@Wimpy Any updates? Not many sleeps to Christmas.
Yeah, what’s going on regarding this? Is this update coming in 10 days or slipping to 2019?
@Wimpy If santa is not delivering a 18.04 mate, then please update the website so that it is clear that the current version is not suitable for the 3B+. I’m sure thousands of 3B+'s will be given as presents.
Whilst talking about websites, pretty sure your flavour maker site is hacked Website hacked?
I believe that if and when Ubuntu MATE 18.04 is released for the Pi, it should use the raspi3-firmware kernel provided by Ubuntu instead of the Raspbian kernel. I’m planning to do the same with my Debian ARM64 images when Debian Buster becomes stable.
For your debian image I would recommend grub2 instead of raspi3-firmware.
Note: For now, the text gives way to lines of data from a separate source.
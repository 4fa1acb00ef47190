//! A thin terminal front end for two humans sharing one keyboard.
//!
//! All rules live in `othello_engine`; this crate only draws the board, reads
//! squares, and feeds them to [`Game::apply_move`](othello_engine::Game::apply_move).

pub mod connectors;

mod session;

pub use connectors::{Connector, TerminalConnector};
pub use session::Session;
@code_exec Just to add a bit more info…
The reason I recommend grub2 is mainly because fedora and openSUSE use it. I think the distros outside of Raspbian should be forming a consensus on how to boot the pi.
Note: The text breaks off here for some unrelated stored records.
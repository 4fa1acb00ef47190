//! [`Connector`] for two people playing at one terminal.

use super::Connector;
use othello_engine::{
    Cell, Game, GameResult, Location, MoveError, MoveOutcome, ParseLocationError, Player, Score,
};
use std::io::{self, BufRead, Write};

/// Marks an empty square the active player may take.
const HINT: char = '*';

/// Plays over any line-based input and text output (stdin/stdout in the binary).
pub struct TerminalConnector<R, W> {
    input: R,
    output: W,
}

impl<R: BufRead, W: Write> TerminalConnector<R, W> {
    pub fn new(input: R, output: W) -> Self {
        Self { input, output }
    }

    /// Give back the input and output streams.
    pub fn into_inner(self) -> (R, W) {
        (self.input, self.output)
    }

    /// Read one trimmed line, or None at end of input.
    fn read_line(&mut self) -> io::Result<Option<String>> {
        let mut line = String::new();
        if self.input.read_line(&mut line)? == 0 {
            return Ok(None);
        }
        Ok(Some(line.trim().to_string()))
    }
}

/// Read a square typed as "D3", or as zero-based "row col" / "row,col".
pub fn parse_move(input: &str) -> Result<Location, ParseLocationError> {
    let mut parts = input
        .split(|c: char| c.is_whitespace() || c == ',')
        .filter(|part| !part.is_empty());

    match (parts.next(), parts.next(), parts.next()) {
        (Some(row), Some(col), None) => {
            let row = row.parse().or(Err(ParseLocationError))?;
            let col = col.parse().or(Err(ParseLocationError))?;
            Ok(Location::new(row, col))
        }
        _ => input.parse(),
    }
}

fn is_quit(input: &str) -> bool {
    matches!(input.to_ascii_lowercase().as_str(), "q" | "quit" | "exit")
}

impl<R: BufRead, W: Write> Connector for TerminalConnector<R, W> {
    fn render(&mut self, game: &Game) -> io::Result<()> {
        let player = game.active_player();
        let board = game.board();
        let grid = board.render(|loc, cell| match cell {
            Cell::Empty if board.is_legal(loc, player) => HINT,
            _ => cell.to_char(),
        });

        let score = game.score();
        writeln!(self.output, "\n{}\n", grid)?;
        writeln!(
            self.output,
            "Black ({}) {:>3}    White ({}) {:>3}",
            Cell::Black.to_char(),
            score.black,
            Cell::White.to_char(),
            score.white
        )?;
        writeln!(self.output, "{} to move.", player)
    }

    fn request_move(&mut self, game: &Game) -> io::Result<Option<Location>> {
        let player = game.active_player();

        if !game.has_any_legal_move(player) {
            writeln!(
                self.output,
                "{} has no legal moves. Press Enter to pass.",
                player
            )?;
            self.output.flush()?;
            return Ok(match self.read_line()? {
                Some(line) if is_quit(&line) => None,
                Some(_) => Some(Location::new(0, 0)),
                None => None,
            });
        }

        loop {
            write!(self.output, "{}, enter a move (e.g. D3) or 'quit': ", player)?;
            self.output.flush()?;

            let line = match self.read_line()? {
                Some(line) => line,
                None => return Ok(None),
            };
            if is_quit(&line) {
                return Ok(None);
            }

            match parse_move(&line) {
                Ok(loc) => return Ok(Some(loc)),
                Err(_) => writeln!(self.output, "Cannot parse move {:?}.", line)?,
            }
        }
    }

    fn report_outcome(&mut self, game: &Game, outcome: MoveOutcome) -> io::Result<()> {
        match outcome {
            MoveOutcome::Placed { at, flipped, .. } => {
                // The turn has already moved on.
                let mover: Player = !game.active_player();
                writeln!(self.output, "{} played {}, flipping {}.", mover, at, flipped)
            }
            MoveOutcome::Passed { passer, .. } => writeln!(self.output, "{} passes.", passer),
        }
    }

    fn report_rejected(&mut self, game: &Game, error: MoveError) -> io::Result<()> {
        let legal = game
            .legal_moves(game.active_player())
            .iter()
            .map(|loc| loc.to_string())
            .collect::<Vec<String>>()
            .join(", ");
        writeln!(self.output, "Invalid move: {}. Legal moves: [{}]", error, legal)
    }

    fn announce_result(&mut self, result: GameResult, score: Score) -> io::Result<()> {
        let banner = match result {
            GameResult::Win(Player::Black) => "Black Wins!",
            GameResult::Win(Player::White) => "White Wins!",
            GameResult::Tie => "Tie!",
        };
        writeln!(self.output, "{} ({})", banner, score)?;
        self.output.flush()
    }
}

#[cfg(test)]
mod tests {
    use super::*;
    use std::io::Cursor;

    fn connector(input: &str) -> TerminalConnector<Cursor<Vec<u8>>, Vec<u8>> {
        TerminalConnector::new(Cursor::new(input.as_bytes().to_vec()), Vec::new())
    }

    fn output(connector: TerminalConnector<Cursor<Vec<u8>>, Vec<u8>>) -> String {
        String::from_utf8(connector.into_inner().1).unwrap()
    }

    #[test]
    fn parse_move_notations() {
        assert_eq!(parse_move("D3"), Ok(Location::new(2, 3)));
        assert_eq!(parse_move("2 3"), Ok(Location::new(2, 3)));
        assert_eq!(parse_move("2,3"), Ok(Location::new(2, 3)));
        assert_eq!(parse_move(" 7 ,  0 "), Ok(Location::new(7, 0)));
        assert_eq!(parse_move("2 x"), Err(ParseLocationError));
        assert_eq!(parse_move("1 2 3"), Err(ParseLocationError));
        assert_eq!(parse_move(""), Err(ParseLocationError));
    }

    #[test]
    fn render_shows_hints_and_scores() {
        let game = Game::with_config(&othello_engine::BoardConfig::square(4)).unwrap();
        let mut terminal = connector("");
        terminal.render(&game).unwrap();

        let text = output(terminal);
        assert!(text.contains(" 1 . * . . \n 2 * O # . \n 3 . # O * \n 4 . . * . "));
        assert!(text.contains("Black (#)   2    White (O)   2"));
        assert!(text.ends_with("Black to move.\n"));
    }

    #[test]
    fn request_move_retries_until_parsable() {
        let game = Game::new();
        let mut terminal = connector("banana\nd3\n");
        assert_eq!(
            terminal.request_move(&game).unwrap(),
            Some(Location::new(2, 3))
        );
        assert!(output(terminal).contains("Cannot parse move \"banana\"."));
    }

    #[test]
    fn request_move_quit_and_eof() {
        let game = Game::new();
        assert_eq!(connector("quit\n").request_move(&game).unwrap(), None);
        assert_eq!(connector("").request_move(&game).unwrap(), None);
    }

    #[test]
    fn request_move_when_stuck_offers_pass() {
        let game: Game = "O#....../......../......../......../......../......../......../........ b"
            .parse()
            .unwrap();
        let mut terminal = connector("\n");
        assert_eq!(
            terminal.request_move(&game).unwrap(),
            Some(Location::new(0, 0))
        );
        assert!(output(terminal).contains("Black has no legal moves. Press Enter to pass."));
    }

    #[test]
    fn report_rejected_lists_legal_moves() {
        let game = Game::new();
        let mut terminal = connector("");
        terminal
            .report_rejected(&game, MoveError::InvalidMove { row: 0, col: 0 })
            .unwrap();
        assert_eq!(
            output(terminal),
            "Invalid move: illegal move at row 0, column 0. Legal moves: [D3, C4, F5, E6]\n"
        );
    }

    #[test]
    fn announce_result_banners() {
        let mut terminal = connector("");
        terminal
            .announce_result(GameResult::Tie, Score { black: 32, white: 32 })
            .unwrap();
        terminal
            .announce_result(
                GameResult::Win(Player::White),
                Score { black: 10, white: 54 },
            )
            .unwrap();
        assert_eq!(
            output(terminal),
            "Tie! (Black 32 - 32 White)\nWhite Wins! (Black 10 - 54 White)\n"
        );
    }
}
They use u-boot to emulate uefi. The pi’s bootloader (config.txt etc) loads the device tree and applies any overlays. This is passed on to u-boot. Which then passes it on to grub2. Grub2 then loads the kernel and initrd like any other system.
raspi3-firmware contains the firmware, but it also contains scripts/hooks to modify the config.txt and copy kernels etc to the firmware partition.
Doesn’t GRUB2 only work on computers with a BIOS/UEFI?
Just saw your second reply. I’ve used u-boot in the past on the Pi 3 with the Ubuntu 18.04 generic arm64 kernels, but it appears it used the OpenGL driver which causes the display output to go off screen.
But doesn’t debian’s generic kernel also use the vc4 driver?
I have the same problem with my monitor, but it is still usable.
When I used the generic Ubuntu kernel, any application which used 3D graphics froze the Pi, leaving me with no other option than to reboot.
That’s just a bug with the ubuntu config.
In Xorg you can always make the screen fit correctly with an xorg.conf. I haven’t yet figured how to do it outside of X as my normal way doesn’t work on the pi.
Any way to fix this issue?
With the ubunu config? Not with the generic kernel unless you recompile it I think. That’s for the ubuntu kernel devs to fix. You could send a patch to the mailing list to try and hurry it up.
By far the easiest solution is to switch to ubuntu’s raspi2 kernel. You can’t use grub2 with this though as it is missing the necessary config (sigh).
I’m building an Ubuntu 18.10 ARM64 image at the moment and it will use the linux-raspi2 kernel.
Have you seen that a new Debian image has been made recently http://gwolf.org/node/4133 ?
I don’t know why more people don’t make their own images/installation media. For example, using the files I’ve already posted somebody could easily make a ubuntu-mate installer for 18.04.
Will MATE 18.04 or 18.10 for Raspberry Pi 3 be 64-bit or only 32-bit?
I hope that Ubuntu MATE on the Pi will use the linux-raspi2 kernel in the future instead of the Raspbian kernel. That way, you would have a 32-bit userland and kernel, and you could then install linux-raspi2:arm64 to enable support for 64-bit applications.
Does anyone know how exactly the Xubuntu, Lubuntu, and Ubuntu MATE images were setup so that on first boot, setup loads and lets you create your own user account? On my Debian ARM64 images, there’s already a default username and password, like on Raspbian Lite and older releases of Raspbian.
They just mimic an oem install. oem-config is part of ubiquity (the ubuntu installer). For pre-installed images there is a package jasper (jasper-initramfs) that also used to be used with oem-config, but that doesn’t seem to be used anymore. All are ubuntu packages, not sure if Debian has an equivalent in their repos.
Try an oem install from a ubuntu server image to figure out how it works.